Targeted alpha-therapy: past, present, future?

Martin W Brechbiel  1
Affiliations
Review

Targeted alpha-therapy: past, present, future?

Martin W Brechbiel. Dalton Trans. .

Abstract

Monoclonal antibodies have become a viable strategy for the delivery of therapeutic, particle emitting radionuclides specifically to tumor cells to either augment anti-tumor action of the native antibodies or to solely take advantage of their action as targeting vectors. Proper and rational selection of radionuclide and antibody combinations is critical to making radioimmunotherapy (RIT) a standard therapeutic modality due to the fundamental and significant differences in the emission of either alpha- and beta-particles. The alpha-particle has a short path length (50-80 microm) that is characterized by high linear energy transfer (100 keV microm(-1)). Actively targeted alpha-therapy potentially offers a more specific tumor cell killing action with less collateral damage to the surrounding normal tissues than beta-emitters. These properties make targeted alpha-therapy an appropriate therapy to eliminate minimal residual or micrometastatic disease. RIT using alpha-emitters such as (213)Bi, (211)At, (225)Ac, and others has demonstrated significant activity in both in vitro and in vivo model systems.
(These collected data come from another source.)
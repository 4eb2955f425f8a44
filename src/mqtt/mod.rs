//! MQTT transport built on `rumqttc`.
//!
//! [`ConnectionBuilder::connect_mqtt`] validates the configuration and
//! returns a [`Connection`] over an [`MqttTransport`] together with the
//! [`MqttDriver`] that produces its events. Shadow requests follow the AWS IoT
//! thing shadow topic layout described in [`shadow`].
//!
//! ```no_run
//! use thingwire::{
//!     client::{ConnectionBuilder, Observers},
//!     config::ConnectionConfig,
//!     mqtt::drive,
//! };
//! use tokio_util::sync::CancellationToken;
//!
//! # async fn run() -> Result<(), thingwire::client::ClientError> {
//! let (connection, driver) = ConnectionBuilder::new()
//!     .with_config(ConnectionConfig::default().with_host("example-ats.iot.eu-west-1.amazonaws.com"))
//!     .with_observers(Observers::new().on_message(|topic, text| println!("{topic}: {text}")))
//!     .connect_mqtt()?;
//! let shared = connection.into_shared();
//! thingwire::client::lock(&shared).subscribe(["sensors/#"], None);
//! drive(shared, driver, CancellationToken::new()).await;
//! # Ok(())
//! # }
//! ```

use std::sync::Arc;

use rumqttc::AsyncClient;

use crate::{
    client::{ClientError, Connection, ConnectionBuilder},
    codec::{FrameDecoder, InboundFrame},
    message::QoS,
};

mod driver;
mod inflight;
pub mod options;
pub mod shadow;
mod transport;

pub use driver::{Backoff, EVENT_CAPACITY, MqttDriver, drive};
pub use transport::MqttTransport;

/// Capacity of the client's request queue.
pub const REQUEST_CAPACITY: usize = 64;

pub(crate) fn to_rumqttc_qos(qos: QoS) -> rumqttc::QoS {
    match qos {
        QoS::AtMostOnce => rumqttc::QoS::AtMostOnce,
        QoS::AtLeastOnce => rumqttc::QoS::AtLeastOnce,
        QoS::ExactlyOnce => rumqttc::QoS::ExactlyOnce,
    }
}

pub(crate) fn from_rumqttc_qos(qos: rumqttc::QoS) -> QoS {
    match qos {
        rumqttc::QoS::AtMostOnce => QoS::AtMostOnce,
        rumqttc::QoS::AtLeastOnce => QoS::AtLeastOnce,
        rumqttc::QoS::ExactlyOnce => QoS::ExactlyOnce,
    }
}

impl<D> ConnectionBuilder<D>
where
    D: FrameDecoder,
    D::Frame: InboundFrame,
{
    /// Build a connection over a `rumqttc` client.
    ///
    /// Nothing touches the network until the returned driver is polled. The
    /// resolved client identifier is written back into the connection's
    /// configuration.
    ///
    /// # Errors
    ///
    /// Returns [`ClientError::Config`] when the configuration is invalid.
    pub fn connect_mqtt(self) -> Result<(Connection<MqttTransport, D>, MqttDriver), ClientError> {
        self.config().validate()?;
        let client_id = self.config().resolved_client_id();
        let config = self.config().clone().with_client_id(client_id.clone());
        let (client, eventloop) =
            AsyncClient::new(options::mqtt_options(&config, &client_id), REQUEST_CAPACITY);
        let inflight = Arc::new(inflight::Inflight::default());
        let transport = MqttTransport::new(
            client.clone(),
            Arc::clone(&inflight),
            &client_id,
            config.operation_timeout,
        );
        let driver = MqttDriver::new(client, eventloop, inflight, &config);
        Ok((self.with_config(config).build(transport), driver))
    }
}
Limited numbers of clinical trials have progressed to demonstrate safety, feasibility, and therapeutic activity of targeted alpha-therapy, despite having to traverse complex obstacles. Further advances may require more potent isotopes, additional sources and more efficient means of isotope production. Refinements in chelation and/or radiolabeling chemistry combined with rational improvements of isotope delivery, targeting vectors, molecular targets, and identification of appropriate clinical applications remain as active areas of research. Ultimately, randomized trials comparing targeted alpha-therapy combined with integration into existing standards of care treatment regimens will determine the clinical utility of this modality.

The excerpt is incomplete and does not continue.